Guilherme Storti - Acredita que o app possa ajudar a elevar o nível do debate sobre a maconha e demais drogas no Brasil?

Storti - Com certeza. Vejo que o principal problema relacionado a esse tema é a falta de informação e a manipulação da grande mídia acerca do que é publicado para a população. Ter uma ferramenta alternativa e independente ajuda a empoderar o usuário dentro do debate e a refinar o seu discurso, até para quebrar mitos que circulam como se fossem verdades absolutas, como aquele de que maconha mata neurônios, ou de que todas as pessoas que fumam crack se tornam dependentes. Acho que o 420 App, e outros aplicativos do gênero, podem compor um papel muito importante no processo de politização do usuário de drogas e esclarecimento daqueles que ainda não acumulam conhecimento suficiente para se posicionar politicamente sobre o tema.

Fórum - Há a expectativa de que o aplicativo seja utilizado por não usuários, ou que possa ser empregado em outras esferas, como o meio acadêmico?

Storti - Sim. O aplicativo não se limita às pessoas que fazem uso de maconha ou outro tipo de droga. A intenção desse espaço é de levar informação para aqueles que se interessam a entender mais sobre essa discussão tão polêmica acerca do uso de drogas. Com certeza queremos empregar o aplicativo dentro da dinâmica acadêmica, trazendo dados, pesquisas, estudos e também disponibilizando dados para produções acadêmicas. O mais importante para toda a equipe é que não haja nenhum tipo de barreira para o 420 App, queremos circular da população de rua à academia, passando por todos os caminhos possíveis para que as informações cheguem aos usuários.

Fórum - Em algum momento, durante o processo de construção do aplicativo, foi acusado de fazer apologia à droga? Acha que uma situação como essa pode acontecer daqui pra frente – se sim, como pretende lidar com isso?

Storti - Até o momento, não (risos). Mas acho que isso é um perigo iminente para aqueles que têm um discurso político anti-proibicionista. Temos setores muito conservadores na sociedade e não me espantaria ser processado por apologia. Caso isso aconteça, temos uma assessoria jurídica muito competente para cuidar de qualquer problema legal que envolva o aplicativo. Estamos bem preparados.

Fórum - Como enxerga a questão da legalização da maconha no Brasil, sobretudo após a Anvisa ter liberado o canabidiol (CBD) para uso médico?
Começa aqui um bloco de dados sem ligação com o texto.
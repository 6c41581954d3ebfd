//! YAML configuration of a wrapper instance.

use crate::aggregation::DEFAULT_BACKLOG_WARNING;
use crate::bridge::BridgeConfig;
use crate::error::ConfigError;
use crate::registry::{RangeSpec, SubDeviceLayout};
use anyhow::Context;
use serde::{Deserialize, Serialize};
use std::fs;
use std::path::Path;
use std::time::Duration;

pub const DEFAULT_PERIOD_MS: u64 = 20;

/// One `subdevices` entry: `{key, wrapper: [base, top], device: [base, top]}`.
#[derive(Debug, Clone, PartialEq, Eq, Serialize, Deserialize)]
pub struct SubDeviceEntry {
    pub key: String,
    pub wrapper: [usize; 2],
    pub device: [usize; 2],
}

impl From<&SubDeviceEntry> for RangeSpec {
    fn from(entry: &SubDeviceEntry) -> Self {
        RangeSpec::new(
            entry.key.clone(),
            (entry.wrapper[0], entry.wrapper[1]),
            (entry.device[0], entry.device[1]),
        )
    }
}

#[derive(Debug, Clone, PartialEq, Serialize, Deserialize)]
pub struct WrapperConfig {
    #[serde(default = "default_name")]
    pub name: String,
    pub joints: usize,
    #[serde(default = "default_period_ms")]
    pub period_ms: u64,
    #[serde(default = "default_true")]
    pub extended_output: bool,
    #[serde(default = "default_backlog_warning")]
    pub backlog_warning: usize,
    #[serde(default, skip_serializing_if = "Option::is_none")]
    pub subdevices: Option<Vec<SubDeviceEntry>>,
    /// Key of a single subdevice owning every joint.
    #[serde(default, skip_serializing_if = "Option::is_none")]
    pub subdevice: Option<String>,
    #[serde(default, skip_serializing_if = "Option::is_none")]
    pub bridge: Option<BridgeConfig>,
}

fn default_name() -> String {
    "remapper".to_string()
}

fn default_period_ms() -> u64 {
    DEFAULT_PERIOD_MS
}

fn default_true() -> bool {
    true
}

fn default_backlog_warning() -> usize {
    DEFAULT_BACKLOG_WARNING
}

impl WrapperConfig {
    /// A config with defaults and no layout.
    pub fn new(name: impl Into<String>, joints: usize) -> Self {
        Self {
            name: name.into(),
            joints,
            period_ms: DEFAULT_PERIOD_MS,
            extended_output: true,
            backlog_warning: DEFAULT_BACKLOG_WARNING,
            subdevices: None,
            subdevice: None,
            bridge: None,
        }
    }

    pub fn period(&self) -> Duration {
        Duration::from_millis(self.period_ms)
    }

    /// Explicit ranges win over the single-subdevice shorthand.
    pub fn to_layout(&self) -> Result<SubDeviceLayout, ConfigError> {
        if self.joints == 0 {
            return Err(ConfigError::MissingParameter("joints"));
        }
        match (&self.subdevices, &self.subdevice) {
            (Some(entries), _) if !entries.is_empty() => Ok(SubDeviceLayout::Explicit(
                entries.iter().map(RangeSpec::from).collect(),
            )),
            (_, Some(key)) => Ok(SubDeviceLayout::FullSpan { key: key.clone() }),
            _ => Err(ConfigError::MissingParameter("subdevices")),
        }
    }
}

pub fn load_config_str(raw: &str) -> anyhow::Result<WrapperConfig> {
    let config: WrapperConfig = serde_yaml::from_str(raw).context("decoding wrapper config")?;
    config.to_layout()?;
    Ok(config)
}

pub fn load_config_file(path: impl AsRef<Path>) -> anyhow::Result<WrapperConfig> {
    let path = path.as_ref();
    let raw = fs::read_to_string(path)
        .with_context(|| format!("reading config: {}", path.display()))?;
    load_config_str(&raw).with_context(|| format!("loading config: {}", path.display()))
}

#[cfg(test)]
mod tests {
    use super::*;

    #[test]
    fn test_explicit_layout_with_defaults() {
        let raw = r#"
joints: 6
subdevices:
  - { key: left, wrapper: [0, 2], device: [0, 2] }
  - { key: right, wrapper: [3, 5], device: [1, 3] }
"#;
        let config = load_config_str(raw).unwrap();
        assert_eq!(config.name, "remapper");
        assert_eq!(config.period(), Duration::from_millis(20));
        assert!(config.extended_output);
        assert_eq!(config.backlog_warning, 20);
        let SubDeviceLayout::Explicit(ranges) = config.to_layout().unwrap() else {
            panic!("expected explicit layout");
        };
        assert_eq!(ranges[1], RangeSpec::new("right", (3, 5), (1, 3)));
    }

    #[test]
    fn test_full_span_and_bridge() {
        let raw = r#"
name: torso
joints: 3
period_ms: 10
extended_output: false
subdevice: torso_mc
bridge:
  node: /torso
  topic: /torso/joint_states
"#;
        let config = load_config_str(raw).unwrap();
        assert_eq!(
            config.to_layout().unwrap(),
            SubDeviceLayout::FullSpan {
                key: "torso_mc".into()
            }
        );
        assert!(!config.extended_output);
        assert_eq!(config.bridge.unwrap().joint_names, None);
    }

    #[test]
    fn test_missing_layout() {
        let config = WrapperConfig::new("arm", 4);
        assert_eq!(
            config.to_layout(),
            Err(ConfigError::MissingParameter("subdevices"))
        );
        assert!(load_config_str("joints: 4\n").is_err());
    }

    #[test]
    fn test_missing_file_reports_path() {
        let err = load_config_file("/nonexistent/remapper.yaml").unwrap_err();
        assert!(format!("{err:#}").contains("/nonexistent/remapper.yaml"));
    }
}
Acredita que seja um primeiro passo para uma possível mudança da política de drogas?

Storti - O caso da Anvisa com o CBD é uma questão muito delicada. Por um lado podemos considerar uma vitória, ou um passo a frente na luta, pois abre um precedente muito bom para continuarmos avançando com o debate. Por outro lado é uma ação bastante questionável por parte da Anvisa, tendo em vista que ela autorizou um canabinóide que proporciona tratamento a um número bem restrito de doenças, se formos comparar aos benefícios do THC que já foram estudados e documentados. Regulamentar o CBD e deixar o THC restrito não adianta nada, assim como deixar os outros canabinóides proibidos. Estamos falando de uma planta com uma série de propriedades medicinais, então acredito que toda a planta deva ser regulamentada para que seja estudada adequadamente, para sabermos até onde essas propriedades poderão nos ajudar com suas finalidades medicinais. Enquanto pacientes tiverem que viver escondidos para ter um tratamento médico adequado, pouco vamos avançar na ciência.
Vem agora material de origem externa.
impl CalibratorCommand {
    fn execute(&self, view: &BoardView<'_>, out: &mut Vec<Value>) -> CallResult<()> {
        if *self == CalibratorCommand::Available {
            let available = view
                .calibrator()
                .map(|c| c.is_available())
                .unwrap_or(false);
            out.push(Value::from(available));
            return Ok(());
        }
        let calibrator = view.calibrator()?;
        match self {
            CalibratorCommand::Available => {}
            CalibratorCommand::Calibrate(JointSelector::All) => calibrator.calibrate_whole_part()?,
            CalibratorCommand::Calibrate(target) => {
                for joint in logical_joints(view, target)? {
                    calibrator.calibrate_joint(joint)?;
                }
            }
            CalibratorCommand::Homing(JointSelector::All) => calibrator.homing_whole_part()?,
            CalibratorCommand::Homing(target) => {
                for joint in logical_joints(view, target)? {
                    calibrator.homing_joint(joint)?;
                }
            }
            CalibratorCommand::Park {
                target: JointSelector::All,
                ..
            } => calibrator.park_whole_part()?,
            CalibratorCommand::Park { target, wait } => {
                for joint in logical_joints(view, target)? {
                    calibrator.park_joint(joint, *wait)?;
                }
            }
            CalibratorCommand::QuitCalibrate => calibrator.quit_calibrate()?,
            CalibratorCommand::QuitPark => calibrator.quit_park()?,
        }
        Ok(())
    }
}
Outro aspecto que preocupa bastante aqui no Brasil é o interesse da indústria farmacêutica em sintetizar o CBD em sua forma isolada para criar uma patente e assim proporcionar lucros exorbitantes. A indústria farmacêutica tem investido pesado no lobby para o CBD, em função do valor do óleo concentrado utilizado para os tratamentos de algumas doenças. Patentear essa substância tiraria do paciente a opção de escolher a melhor forma de tratamento para si.
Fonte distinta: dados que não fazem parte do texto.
//! Joint-state export to an external time-series bridge.
//!
//! The aggregation cycle hands over values in controller units (degrees);
//! [`RadianBridge`] converts before forwarding to the actual sink.

use serde::{Deserialize, Serialize};

/// Reduced joint state for the bridge topic.
#[derive(Debug, Clone, Default, PartialEq, Serialize, Deserialize)]
pub struct JointStateRecord {
    pub names: Vec<String>,
    pub position: Vec<f64>,
    pub velocity: Vec<f64>,
    pub torque: Vec<f64>,
    /// Seconds since the UNIX epoch.
    pub stamp: f64,
}

pub trait JointStateBridge: Send {
    fn publish(&mut self, record: &JointStateRecord);
}

/// Where a bridge publishes.
#[derive(Debug, Clone, PartialEq, Eq, Serialize, Deserialize)]
pub struct BridgeConfig {
    pub node: String,
    pub topic: String,
    /// Overrides the names reported by the subdevices.
    #[serde(default)]
    pub joint_names: Option<Vec<String>>,
}

/// Degrees to radians for position and velocity; torque passes through.
pub struct RadianBridge<S> {
    config: BridgeConfig,
    sink: S,
    converted: JointStateRecord,
}

impl<S: JointStateBridge> RadianBridge<S> {
    pub fn new(config: BridgeConfig, sink: S) -> Self {
        Self {
            config,
            sink,
            converted: JointStateRecord::default(),
        }
    }

    pub fn config(&self) -> &BridgeConfig {
        &self.config
    }

    pub fn sink(&self) -> &S {
        &self.sink
    }
}

impl<S: JointStateBridge> JointStateBridge for RadianBridge<S> {
    fn publish(&mut self, record: &JointStateRecord) {
        let out = &mut self.converted;
        out.names.clone_from(self.config.joint_names.as_ref().unwrap_or(&record.names));
        out.position.clear();
        out.position
            .extend(record.position.iter().map(|d| d.to_radians()));
        out.velocity.clear();
        out.velocity
            .extend(record.velocity.iter().map(|d| d.to_radians()));
        out.torque.clone_from(&record.torque);
        out.stamp = record.stamp;
        self.sink.publish(out);
    }
}

/// Name for joint `index` when the subdevice reports none.
pub fn fallback_joint_name(index: usize) -> String {
    format!("joint{index}")
}

#[cfg(test)]
mod tests {
    use super::*;
    use std::f64::consts::PI;

    #[derive(Default)]
    struct Capture(Vec<JointStateRecord>);

    impl JointStateBridge for Capture {
        fn publish(&mut self, record: &JointStateRecord) {
            self.0.push(record.clone());
        }
    }

    fn config(names: Option<Vec<String>>) -> BridgeConfig {
        BridgeConfig {
            node: "/remapper".into(),
            topic: "/joint_states".into(),
            joint_names: names,
        }
    }

    #[test]
    fn test_degrees_become_radians() {
        let mut bridge = RadianBridge::new(config(None), Capture::default());
        bridge.publish(&JointStateRecord {
            names: vec!["a".into(), "b".into()],
            position: vec![180.0, -90.0],
            velocity: vec![360.0, 0.0],
            torque: vec![1.5, -2.0],
            stamp: 12.0,
        });
        let sent = &bridge.sink().0[0];
        assert!((sent.position[0] - PI).abs() < 1e-12);
        assert!((sent.position[1] + PI / 2.0).abs() < 1e-12);
        assert!((sent.velocity[0] - 2.0 * PI).abs() < 1e-12);
        assert_eq!(sent.torque, vec![1.5, -2.0]);
        assert_eq!(sent.names, vec!["a", "b"]);
        assert_eq!(sent.stamp, 12.0);
    }

    #[test]
    fn test_configured_names_win() {
        let mut bridge = RadianBridge::new(
            config(Some(vec!["shoulder".into()])),
            Capture::default(),
        );
        bridge.publish(&JointStateRecord {
            names: vec![fallback_joint_name(0)],
            position: vec![0.0],
            velocity: vec![0.0],
            torque: vec![0.0],
            stamp: 0.0,
        });
        assert_eq!(bridge.sink().0[0].names, vec!["shoulder"]);
    }
}
//! rustfwd Library
//!
//! A lightweight TCP and UDP port forwarder. A static set of forwarding
//! rules is loaded once at startup; the dispatcher runs one independent
//! relay per rule until the process is asked to stop.

pub mod config;
pub mod dispatcher;
pub mod relay;
pub mod shutdown;

pub use config::{Config, Protocol, Rule};
pub use dispatcher::RuleDispatcher;
pub use shutdown::ShutdownCoordinator;

/// Common error type for the forwarder
pub type Result<T> = anyhow::Result<T>;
Entretanto, ainda acho que a melhor solução para a questão da maconha medicinal é a regulamentação do autocultivo caseiro. Vejo o cultivo como a melhor forma do paciente buscar o melhor tratamento possível pelo preço mais justo, tendo em vista que o óleo importado custa um valor muito alto e por isso se torna pouco acessível. Dar ao paciente a oportunidade de plantar contribui com a melhora da sua qualidade de vida e autonomia na condução do seu tratamento de saúde.